Tadej Pogacar conquistou sua terceira vitória no Tour of Flanders no domingo, igualando o recorde histórico de vitórias na mais prestigiada clássica belga de um dia do ciclismo. O campeão esloveno escapou sozinho com 18 quilômetros restantes e cruzou a linha de chegada em Oudenaarde com uma vantagem de 40 segundos sobre Mathieu van der Poel.
A vitória marca a 12ª vitória de Pogacar em Monumentos, superando a lenda belga Roger De Vlaeminck e assumindo sozinho o segundo lugar na categoria mais elite do ciclismo. Apenas Eddy Merckx está à frente, com 19 vitórias em Monumentos.
Pogacar ingressa em um grupo exclusivo de oito ciclistas que venceram o Tour of Flanders três vezes, incluindo van der Poel, Tom Boonen e Fabian Cancellara. Seu desempenho dominante seguiu a mesma estratégia de suas vitórias em 2023 e 2025: um ataque devastador nos últimos trechos de subida, deixando os rivais incapazes de responder.
Foi uma corrida louca. Não sei o que dizer, foi super difícil desde não sei que quilómetro. Foi um jogo de paciência
Tadej Pogacar — Eurosport
O momento decisivo ocorreu na terceira e última subida do Oude Kwaremont, onde Pogacar acelerou afastando-se do seleto grupo de favoritos. Van der Poel conseguiu limitar a diferença para 15 segundos no topo do Paterberg, a última subida do dia, mas não conseguiu manter o ritmo na chegada plana até a linha de chegada.
A mídia francesa analisa a dominação de Pogacar sob a ótica da hierarquia histórica do ciclismo, destacando sua busca pelo recorde de Eddy Merckx em Monumentos. Apresentam a conquista como parte da grande narrativa do esporte, mantendo distância analítica em relação ao significado cultural belga da prova.

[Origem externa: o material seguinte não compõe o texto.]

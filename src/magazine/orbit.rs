//! Orbit camera and pick rays
//!
//! Rotate-only orbit around the model (no zoom, no pan). Left-drag changes
//! azimuth/elevation; a press that barely moves is reported as a click.

use macroquad::prelude::*;
use crate::ui::{MouseState, Rect};

/// Distance the pointer may travel before a press becomes a drag (logical px)
pub const CLICK_SLOP: f32 = 4.0;

/// Elevation limit so the camera never flips over the poles
const MAX_ELEVATION: f32 = 1.4;

/// A 3D ray with origin and direction
#[derive(Debug, Clone, Copy)]
pub struct Ray {
    pub origin: Vec3,
    pub direction: Vec3, // Normalized
}

impl Ray {
    /// Create a new ray, normalizing the direction
    pub fn new(origin: Vec3, direction: Vec3) -> Self {
        Self {
            origin,
            direction: direction.normalize(),
        }
    }
}

/// In-progress pointer press on the canvas
#[derive(Debug, Clone, Copy)]
struct Press {
    start: (f32, f32),
    last: (f32, f32),
    dragged: bool,
}

/// What a finished pointer press turned out to be
#[derive(Debug, Clone, Copy, PartialEq)]
pub enum PointerGesture {
    /// Released without moving past the slop, at this screen position
    Click { x: f32, y: f32 },
    /// Released after rotating the camera
    Drag,
}

/// Rotate-only orbit camera looking at a fixed target
#[derive(Debug, Clone)]
pub struct OrbitCamera {
    pub target: Vec3,
    pub distance: f32,
    pub azimuth: f32,   // Horizontal angle (radians)
    pub elevation: f32, // Vertical angle (radians)
    /// Vertical field of view (radians)
    pub fovy: f32,
    /// Radians per pixel of drag
    pub sensitivity: f32,
    press: Option<Press>,
}

impl OrbitCamera {
    /// Camera at (0, 0, distance) looking at the origin
    pub fn new(distance: f32, sensitivity: f32) -> Self {
        Self {
            target: Vec3::ZERO,
            distance,
            azimuth: 0.0,
            elevation: 0.0,
            fovy: 75.0_f32.to_radians(),
            sensitivity,
            press: None,
        }
    }

    /// Put the camera back to its initial orientation
    pub fn reset(&mut self) {
        self.azimuth = 0.0;
        self.elevation = 0.0;
        self.press = None;
    }

    pub fn position(&self) -> Vec3 {
        let (sin_a, cos_a) = self.azimuth.sin_cos();
        let (sin_e, cos_e) = self.elevation.sin_cos();
        self.target + vec3(cos_e * sin_a, sin_e, cos_e * cos_a) * self.distance
    }

    /// Rotate by a drag delta in pixels
    pub fn rotate(&mut self, dx: f32, dy: f32) {
        self.azimuth -= dx * self.sensitivity;
        self.elevation = (self.elevation + dy * self.sensitivity).clamp(-MAX_ELEVATION, MAX_ELEVATION);
    }

    /// Feed one frame of mouse state. Presses must start inside `rect`;
    /// once started they are tracked until release even outside it.
    pub fn handle_mouse(&mut self, rect: &Rect, mouse: &MouseState) -> Option<PointerGesture> {
        // Pointer owned by a modal layer: abandon any press
        if !mouse.x.is_finite() || !mouse.y.is_finite() {
            self.press = None;
            return None;
        }

        if mouse.left_pressed && mouse.inside(rect) {
            self.press = Some(Press {
                start: (mouse.x, mouse.y),
                last: (mouse.x, mouse.y),
                dragged: false,
            });
        }

        let mut press = self.press?;

        let (dx, dy) = (mouse.x - press.last.0, mouse.y - press.last.1);
        if !press.dragged {
            let (tx, ty) = (mouse.x - press.start.0, mouse.y - press.start.1);
            press.dragged = (tx * tx + ty * ty).sqrt() > CLICK_SLOP;
        }
        if press.dragged && (dx != 0.0 || dy != 0.0) {
            self.rotate(dx, dy);
        }
        press.last = (mouse.x, mouse.y);

        if mouse.left_released || !mouse.left_down {
            self.press = None;
            return Some(if press.dragged {
                PointerGesture::Drag
            } else {
                PointerGesture::Click { x: mouse.x, y: mouse.y }
            });
        }

        self.press = Some(press);
        None
    }

    /// Ray from the camera through a screen point inside the viewport `rect`
    pub fn screen_to_ray(&self, rect: &Rect, x: f32, y: f32) -> Ray {
        let origin = self.position();
        let forward = (self.target - origin).normalize();
        let right = forward.cross(Vec3::Y).normalize();
        let up = right.cross(forward);

        let ndc_x = (x - rect.x) / rect.w * 2.0 - 1.0;
        let ndc_y = 1.0 - (y - rect.y) / rect.h * 2.0;
        let half_h = (self.fovy * 0.5).tan();
        let aspect = rect.w / rect.h.max(1.0);

        Ray::new(origin, forward + right * (ndc_x * half_h * aspect) + up * (ndc_y * half_h))
    }

    /// macroquad camera for drawing into a target of the given aspect ratio
    pub fn to_camera(&self, aspect: f32, render_target: Option<RenderTarget>) -> Camera3D {
        Camera3D {
            position: self.position(),
            target: self.target,
            up: Vec3::Y,
            fovy: self.fovy,
            aspect: Some(aspect),
            render_target,
            ..Default::default()
        }
    }
}
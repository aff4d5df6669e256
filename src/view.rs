//! View controller
//!
//! Fixed set of mutually exclusive panels plus an orthogonal article overlay.
//! Every transition is total: any view can be selected from any other, and
//! the overlay can sit on top of whichever view is active.

use crate::articles::Article;

/// The top-level panels (one nav entry each)
#[derive(Debug, Clone, Copy, PartialEq, Eq, Hash)]
pub enum View {
    Magazine,
    Articles,
    About,
    Contact,
}

impl View {
    pub const ALL: [View; 4] = [View::Magazine, View::Articles, View::About, View::Contact];

    /// Get the nav label for this view
    pub fn label(&self) -> &'static str {
        match self {
            View::Magazine => "Magazine",
            View::Articles => "Articles",
            View::About => "About",
            View::Contact => "Contact",
        }
    }

    /// Action id used for the keyboard shortcut of this view
    pub fn action_id(&self) -> &'static str {
        match self {
            View::Magazine => "view.magazine",
            View::Articles => "view.articles",
            View::About => "view.about",
            View::Contact => "view.contact",
        }
    }
}

/// Current view, active article and mobile menu state
#[derive(Debug)]
pub struct ViewController {
    view: View,
    active_article: Option<&'static Article>,
    menu_open: bool,
}

impl ViewController {
    /// Start on the magazine with nothing open
    pub fn new() -> Self {
        Self {
            view: View::Magazine,
            active_article: None,
            menu_open: false,
        }
    }

    pub fn view(&self) -> View {
        self.view
    }

    pub fn active_article(&self) -> Option<&'static Article> {
        self.active_article
    }

    pub fn menu_open(&self) -> bool {
        self.menu_open
    }

    /// Whether `view` is the one currently shown (nav highlight)
    pub fn is_active(&self, view: View) -> bool {
        self.view == view
    }

    /// Switch panels. Returns true if the view actually changed.
    pub fn select_view(&mut self, view: View) -> bool {
        let changed = self.view != view;
        self.view = view;
        changed
    }

    /// Show an article in the overlay
    pub fn open_article(&mut self, article: &'static Article) {
        self.active_article = Some(article);
    }

    /// Hide the overlay, leaving the view underneath untouched
    pub fn close_article(&mut self) {
        self.active_article = None;
    }

    pub fn toggle_menu(&mut self) {
        self.menu_open = !self.menu_open;
    }

    pub fn close_menu(&mut self) {
        self.menu_open = false;
    }

    /// The menu only exists at mobile widths; widening past the breakpoint closes it
    pub fn fit_to(&mut self, mobile: bool) {
        if !mobile {
            self.menu_open = false;
        }
    }

    /// Select a view from the mobile menu (closes the menu)
    pub fn choose_from_menu(&mut self, view: View) -> bool {
        self.menu_open = false;
        self.select_view(view)
    }
}

impl Default for ViewController {
    fn default() -> Self {
        Self::new()
    }
}

#[cfg(test)]
mod tests {
    use super::*;
    use crate::articles::ARTICLES;

    #[test]
    fn test_starts_on_magazine() {
        let vc = ViewController::new();
        assert_eq!(vc.view(), View::Magazine);
        assert!(vc.active_article().is_none());
        assert!(!vc.menu_open());
    }

    #[test]
    fn test_select_every_view() {
        let mut vc = ViewController::new();
        for from in View::ALL {
            for to in View::ALL {
                vc.select_view(from);
                vc.select_view(to);
                assert_eq!(vc.view(), to);
                // Idempotent
                assert!(!vc.select_view(to));
                assert_eq!(vc.view(), to);
            }
        }
    }

    #[test]
    fn test_open_close_keeps_view() {
        let mut vc = ViewController::new();
        vc.select_view(View::About);
        vc.open_article(&ARTICLES[0]);
        assert_eq!(vc.active_article().map(|a| a.id), Some(1));
        assert_eq!(vc.view(), View::About);

        vc.close_article();
        assert!(vc.active_article().is_none());
        assert_eq!(vc.view(), View::About);
    }

    #[test]
    fn test_second_article_title() {
        let mut vc = ViewController::new();
        vc.select_view(View::Articles);
        vc.open_article(&ARTICLES[1]);
        assert_eq!(
            vc.active_article().map(|a| a.title),
            Some("The Evolution of Digital Art")
        );
    }

    #[test]
    fn test_menu_choice_closes_menu() {
        let mut vc = ViewController::new();
        vc.toggle_menu();
        assert!(vc.menu_open());
        assert!(vc.choose_from_menu(View::Contact));
        assert!(!vc.menu_open());
        assert!(vc.is_active(View::Contact));
    }

    #[test]
    fn test_widening_closes_menu() {
        let mut vc = ViewController::new();
        vc.toggle_menu();
        vc.fit_to(true);
        assert!(vc.menu_open());

        vc.fit_to(false);
        assert!(!vc.menu_open());
        assert!(vc.is_active(View::Magazine));

        // Narrowing again does not reopen it
        vc.fit_to(true);
        assert!(!vc.menu_open());
    }

    #[test]
    fn test_labels_and_action_ids() {
        let labels: Vec<_> = View::ALL.iter().map(|v| v.label()).collect();
        assert_eq!(labels, ["Magazine", "Articles", "About", "Contact"]);
        assert_eq!(View::Contact.action_id(), "view.contact");
    }
}
//! Immediate-mode UI for the magazine page
//!
//! Design principles:
//! - Immediate mode (no retained widget state, rebuilt each frame)
//! - Simple rectangle-based layout
//! - Macroquad integration for rendering

mod rect;
mod widgets;
mod input;
pub mod theme;
mod actions;
mod transition;

pub use rect::*;
pub use widgets::*;
pub use input::*;
pub use actions::*;
pub use transition::*;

A cobertura portuguesa celebra a maestria técnica e a inteligência estratégica de Pogacar, posicionando-o como um talento transcendente do ciclismo. Enfatizam sua abordagem sistemática na coleção de Monumentos e retratam sua dominação como um avanço nos padrões competitivos globais do esporte.
A mídia suíça foca no contexto estatístico e histórico das conquistas de Pogacar, tratando suas vitórias em Monumentos como realizações esportivas mensuráveis. Destacam a raridade de sua dominação, mantendo a objetividade analítica suíça característica sobre a elite do ciclismo.
A cobertura holandesa reflete a decepção pela incapacidade de van der Poel de igualar a dominação de Pogacar em uma prova onde o ciclismo holandês tradicionalmente se destaca. Enquadram o resultado como um destaque da lacuna entre Pogacar e outros ciclistas de elite, com foco particular nas limitações táticas de van der Poel.
A jovem promessa belga Remco Evenepoel garantiu o terceiro lugar em sua estreia no Tour of Flanders, terminando 1 minuto e 24 segundos atrás de Pogacar. A performance destacou sua crescente força nas clássicas de paralelepípedos, embora tenha pedalado sozinho nos últimos 50 quilômetros após ser deixado para trás pelo duo líder.
A busca de Wout van Aert por sua vitória dos sonhos na mais importante prova da Bélgica continuou, com o belga terminando em quarto lugar, repetindo seus resultados de 2023 e 2025. O campeão belga, que cresceu sonhando em vencer o Monument Flamengo, foi deixado para trás na última subida do Oude Kwaremont, junto ao ciclista dinamarquês Mads Pedersen.
A vitória de Pogacar estende sua temporada perfeita de 2026, após já ter conquistado o Strade Bianche e o Milan-San Remo. O esloveno de 27 anos permanece no caminho para o maior feito do ciclismo: vencer todos os cinco Monumentos em uma única temporada, uma façanha nunca antes alcançada na história do esporte.
A próxima oportunidade chega no Paris-Roubaix em 13 de abril, onde Pogacar tentará conquistar sua primeira vitória no único Monumento que ainda falta em sua coleção. O sucesso ali o aproximaria do inédito Grand Slam, consolidando ainda mais seu status como a força dominante do ciclismo.